| WHAT IS EXPECTED |
Scan the records for the string "ArrivalLogger", then copy each line that has it.

*** STORED DATA Section Begins ***

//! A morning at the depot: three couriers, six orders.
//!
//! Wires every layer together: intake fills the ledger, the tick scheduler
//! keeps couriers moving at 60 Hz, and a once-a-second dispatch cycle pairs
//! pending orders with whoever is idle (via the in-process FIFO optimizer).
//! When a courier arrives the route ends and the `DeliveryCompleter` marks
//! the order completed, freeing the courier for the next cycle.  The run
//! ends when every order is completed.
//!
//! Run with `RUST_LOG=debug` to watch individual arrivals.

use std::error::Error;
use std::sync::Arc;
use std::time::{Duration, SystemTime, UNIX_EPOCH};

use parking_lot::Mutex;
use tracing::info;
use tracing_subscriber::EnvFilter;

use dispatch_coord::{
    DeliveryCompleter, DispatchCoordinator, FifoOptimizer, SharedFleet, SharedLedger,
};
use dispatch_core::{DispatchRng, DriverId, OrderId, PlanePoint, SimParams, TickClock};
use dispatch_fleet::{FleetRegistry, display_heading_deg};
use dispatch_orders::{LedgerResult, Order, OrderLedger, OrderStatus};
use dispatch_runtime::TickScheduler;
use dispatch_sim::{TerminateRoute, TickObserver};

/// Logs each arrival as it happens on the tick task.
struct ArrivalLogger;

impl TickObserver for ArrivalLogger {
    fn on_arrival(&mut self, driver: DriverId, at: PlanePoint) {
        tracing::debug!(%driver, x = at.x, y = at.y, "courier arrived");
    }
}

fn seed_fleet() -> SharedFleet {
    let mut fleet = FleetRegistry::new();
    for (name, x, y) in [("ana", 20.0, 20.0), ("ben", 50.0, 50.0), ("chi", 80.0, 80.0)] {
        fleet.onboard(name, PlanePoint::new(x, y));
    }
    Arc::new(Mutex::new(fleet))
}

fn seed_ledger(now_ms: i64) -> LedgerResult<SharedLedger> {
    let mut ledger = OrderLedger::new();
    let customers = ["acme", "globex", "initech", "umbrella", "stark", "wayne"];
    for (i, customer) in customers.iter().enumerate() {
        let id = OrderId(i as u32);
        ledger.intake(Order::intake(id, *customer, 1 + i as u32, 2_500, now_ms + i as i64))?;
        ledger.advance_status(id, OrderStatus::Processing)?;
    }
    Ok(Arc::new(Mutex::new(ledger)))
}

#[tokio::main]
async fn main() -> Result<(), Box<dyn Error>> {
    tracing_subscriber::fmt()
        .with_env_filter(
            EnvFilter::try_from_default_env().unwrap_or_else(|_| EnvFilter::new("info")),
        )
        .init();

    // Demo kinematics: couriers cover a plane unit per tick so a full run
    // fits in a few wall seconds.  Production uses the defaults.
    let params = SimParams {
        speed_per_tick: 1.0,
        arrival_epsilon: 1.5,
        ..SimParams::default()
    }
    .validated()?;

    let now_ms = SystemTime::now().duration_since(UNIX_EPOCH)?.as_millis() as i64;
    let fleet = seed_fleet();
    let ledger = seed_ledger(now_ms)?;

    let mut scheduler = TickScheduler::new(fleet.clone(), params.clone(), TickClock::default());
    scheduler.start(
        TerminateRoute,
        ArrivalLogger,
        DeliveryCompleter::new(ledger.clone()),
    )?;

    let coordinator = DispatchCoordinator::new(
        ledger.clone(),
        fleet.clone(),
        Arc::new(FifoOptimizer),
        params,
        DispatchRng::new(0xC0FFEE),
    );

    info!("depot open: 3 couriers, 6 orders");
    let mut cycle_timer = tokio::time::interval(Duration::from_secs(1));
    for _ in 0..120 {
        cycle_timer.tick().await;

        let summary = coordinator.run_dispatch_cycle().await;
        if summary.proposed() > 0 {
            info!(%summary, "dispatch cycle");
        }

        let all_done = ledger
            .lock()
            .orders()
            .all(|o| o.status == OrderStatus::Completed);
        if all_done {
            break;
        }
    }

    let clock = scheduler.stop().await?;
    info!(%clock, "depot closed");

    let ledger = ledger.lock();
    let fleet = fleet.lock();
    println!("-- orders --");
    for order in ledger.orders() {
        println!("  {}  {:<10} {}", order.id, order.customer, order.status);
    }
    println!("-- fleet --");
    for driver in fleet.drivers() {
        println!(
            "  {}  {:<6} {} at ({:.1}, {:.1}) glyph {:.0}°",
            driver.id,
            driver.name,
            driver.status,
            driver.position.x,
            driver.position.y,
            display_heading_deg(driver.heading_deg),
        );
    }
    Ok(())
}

*** STORED DATA Section Ends ***

| EXPECTED OUTPUT |
struct ArrivalLogger;
impl TickObserver for ArrivalLogger {
        ArrivalLogger,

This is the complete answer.